Collected data entries
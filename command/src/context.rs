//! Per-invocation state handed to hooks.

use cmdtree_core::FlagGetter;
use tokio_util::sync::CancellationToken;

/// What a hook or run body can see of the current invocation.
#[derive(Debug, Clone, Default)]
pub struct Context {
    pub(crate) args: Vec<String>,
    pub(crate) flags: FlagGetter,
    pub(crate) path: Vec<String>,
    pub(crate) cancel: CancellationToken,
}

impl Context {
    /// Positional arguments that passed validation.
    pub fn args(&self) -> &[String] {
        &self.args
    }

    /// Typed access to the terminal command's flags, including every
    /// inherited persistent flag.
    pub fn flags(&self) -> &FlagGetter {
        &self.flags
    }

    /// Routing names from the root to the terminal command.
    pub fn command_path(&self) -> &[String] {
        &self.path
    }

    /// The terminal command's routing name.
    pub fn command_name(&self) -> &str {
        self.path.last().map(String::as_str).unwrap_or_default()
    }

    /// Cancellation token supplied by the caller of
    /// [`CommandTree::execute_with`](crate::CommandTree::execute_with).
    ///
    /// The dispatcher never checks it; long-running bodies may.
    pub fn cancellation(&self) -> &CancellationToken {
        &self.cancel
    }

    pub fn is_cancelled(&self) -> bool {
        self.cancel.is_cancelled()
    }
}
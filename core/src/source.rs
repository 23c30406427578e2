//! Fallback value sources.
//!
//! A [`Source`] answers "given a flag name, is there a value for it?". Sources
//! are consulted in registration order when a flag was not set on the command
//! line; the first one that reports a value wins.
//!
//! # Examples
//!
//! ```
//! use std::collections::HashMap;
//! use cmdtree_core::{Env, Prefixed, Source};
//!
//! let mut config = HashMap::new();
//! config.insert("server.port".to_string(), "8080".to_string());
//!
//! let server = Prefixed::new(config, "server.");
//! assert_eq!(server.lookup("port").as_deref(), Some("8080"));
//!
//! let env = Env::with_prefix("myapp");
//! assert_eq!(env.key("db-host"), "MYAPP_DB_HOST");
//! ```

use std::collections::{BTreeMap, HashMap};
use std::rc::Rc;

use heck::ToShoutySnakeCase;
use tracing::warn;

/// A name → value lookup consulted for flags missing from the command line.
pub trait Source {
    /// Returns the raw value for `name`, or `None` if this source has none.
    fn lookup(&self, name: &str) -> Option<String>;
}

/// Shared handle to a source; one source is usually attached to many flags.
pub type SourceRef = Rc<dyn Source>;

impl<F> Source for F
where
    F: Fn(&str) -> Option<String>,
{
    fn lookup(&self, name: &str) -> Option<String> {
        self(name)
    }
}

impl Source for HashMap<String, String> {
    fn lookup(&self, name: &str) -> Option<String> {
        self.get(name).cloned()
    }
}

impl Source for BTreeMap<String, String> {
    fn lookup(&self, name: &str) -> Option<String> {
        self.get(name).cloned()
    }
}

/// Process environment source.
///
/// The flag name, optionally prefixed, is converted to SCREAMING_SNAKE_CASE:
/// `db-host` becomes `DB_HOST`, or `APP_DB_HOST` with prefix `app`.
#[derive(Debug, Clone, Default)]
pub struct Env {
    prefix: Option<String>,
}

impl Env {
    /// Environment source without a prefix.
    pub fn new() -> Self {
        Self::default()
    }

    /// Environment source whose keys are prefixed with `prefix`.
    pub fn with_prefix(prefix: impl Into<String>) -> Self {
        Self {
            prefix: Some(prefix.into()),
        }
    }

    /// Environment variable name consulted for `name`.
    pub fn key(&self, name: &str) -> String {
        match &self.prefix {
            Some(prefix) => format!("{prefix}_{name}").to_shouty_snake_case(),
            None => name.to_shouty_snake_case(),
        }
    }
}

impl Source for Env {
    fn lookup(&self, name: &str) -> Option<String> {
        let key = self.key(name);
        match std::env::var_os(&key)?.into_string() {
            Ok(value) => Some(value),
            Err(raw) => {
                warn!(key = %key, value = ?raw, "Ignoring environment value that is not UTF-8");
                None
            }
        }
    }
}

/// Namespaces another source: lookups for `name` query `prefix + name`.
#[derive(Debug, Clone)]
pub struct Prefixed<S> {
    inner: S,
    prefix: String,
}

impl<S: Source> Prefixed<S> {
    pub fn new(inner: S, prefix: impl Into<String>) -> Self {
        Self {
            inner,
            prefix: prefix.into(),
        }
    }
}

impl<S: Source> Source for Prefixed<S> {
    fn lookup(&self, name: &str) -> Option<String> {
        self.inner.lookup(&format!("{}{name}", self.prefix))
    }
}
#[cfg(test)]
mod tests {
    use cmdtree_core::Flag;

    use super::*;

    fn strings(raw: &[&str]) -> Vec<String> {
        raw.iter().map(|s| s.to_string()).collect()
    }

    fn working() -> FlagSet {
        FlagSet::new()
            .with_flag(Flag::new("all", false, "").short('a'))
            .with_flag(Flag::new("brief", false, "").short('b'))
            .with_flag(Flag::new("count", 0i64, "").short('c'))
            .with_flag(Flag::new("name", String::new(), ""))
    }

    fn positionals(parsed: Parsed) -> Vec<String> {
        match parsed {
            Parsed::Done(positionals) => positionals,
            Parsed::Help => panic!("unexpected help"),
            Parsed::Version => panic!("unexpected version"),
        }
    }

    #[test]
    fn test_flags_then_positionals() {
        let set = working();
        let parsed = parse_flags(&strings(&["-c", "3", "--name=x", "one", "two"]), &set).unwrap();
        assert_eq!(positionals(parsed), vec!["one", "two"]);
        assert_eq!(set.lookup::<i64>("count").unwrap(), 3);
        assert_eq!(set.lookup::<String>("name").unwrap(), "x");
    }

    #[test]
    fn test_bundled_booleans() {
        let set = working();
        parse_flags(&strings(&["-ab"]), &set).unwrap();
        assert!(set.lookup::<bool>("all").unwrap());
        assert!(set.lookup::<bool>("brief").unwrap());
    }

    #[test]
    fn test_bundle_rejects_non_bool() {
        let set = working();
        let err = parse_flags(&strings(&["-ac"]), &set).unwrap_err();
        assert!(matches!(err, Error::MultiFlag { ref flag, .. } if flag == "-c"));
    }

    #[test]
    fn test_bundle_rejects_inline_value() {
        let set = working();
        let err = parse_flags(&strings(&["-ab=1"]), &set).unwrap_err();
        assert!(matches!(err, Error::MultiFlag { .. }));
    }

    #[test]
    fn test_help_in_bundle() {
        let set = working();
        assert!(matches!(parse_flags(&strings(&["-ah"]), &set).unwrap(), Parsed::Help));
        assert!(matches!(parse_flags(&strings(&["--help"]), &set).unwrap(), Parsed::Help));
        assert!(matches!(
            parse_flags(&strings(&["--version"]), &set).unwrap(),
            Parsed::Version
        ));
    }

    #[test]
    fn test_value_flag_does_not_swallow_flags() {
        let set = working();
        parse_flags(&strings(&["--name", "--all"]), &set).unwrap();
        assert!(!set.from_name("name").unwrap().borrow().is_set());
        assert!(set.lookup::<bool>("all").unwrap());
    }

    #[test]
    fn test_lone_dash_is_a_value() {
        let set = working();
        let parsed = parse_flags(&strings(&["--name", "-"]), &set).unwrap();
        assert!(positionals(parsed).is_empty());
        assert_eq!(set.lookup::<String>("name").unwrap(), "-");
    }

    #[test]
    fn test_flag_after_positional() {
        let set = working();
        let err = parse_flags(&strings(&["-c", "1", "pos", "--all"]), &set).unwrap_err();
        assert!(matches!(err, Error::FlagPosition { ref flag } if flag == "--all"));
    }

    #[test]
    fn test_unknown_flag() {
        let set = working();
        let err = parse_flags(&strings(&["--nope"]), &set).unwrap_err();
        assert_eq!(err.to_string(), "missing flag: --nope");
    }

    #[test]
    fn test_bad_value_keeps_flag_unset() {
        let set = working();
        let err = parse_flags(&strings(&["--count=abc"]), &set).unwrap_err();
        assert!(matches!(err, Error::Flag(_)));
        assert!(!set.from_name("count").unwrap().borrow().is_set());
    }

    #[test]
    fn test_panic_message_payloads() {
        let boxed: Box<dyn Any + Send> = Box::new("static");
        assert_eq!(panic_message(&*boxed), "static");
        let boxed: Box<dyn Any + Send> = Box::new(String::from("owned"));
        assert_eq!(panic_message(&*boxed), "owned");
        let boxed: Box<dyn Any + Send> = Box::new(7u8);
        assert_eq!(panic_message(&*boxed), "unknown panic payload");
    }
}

(EXERCISE)
Wherever a line in the entries above holds "None", copy that line.

(COMPLETED EXERCISE)
    /// Returns the raw value for `name`, or `None` if this source has none.
            None => name.to_shouty_snake_case(),
                None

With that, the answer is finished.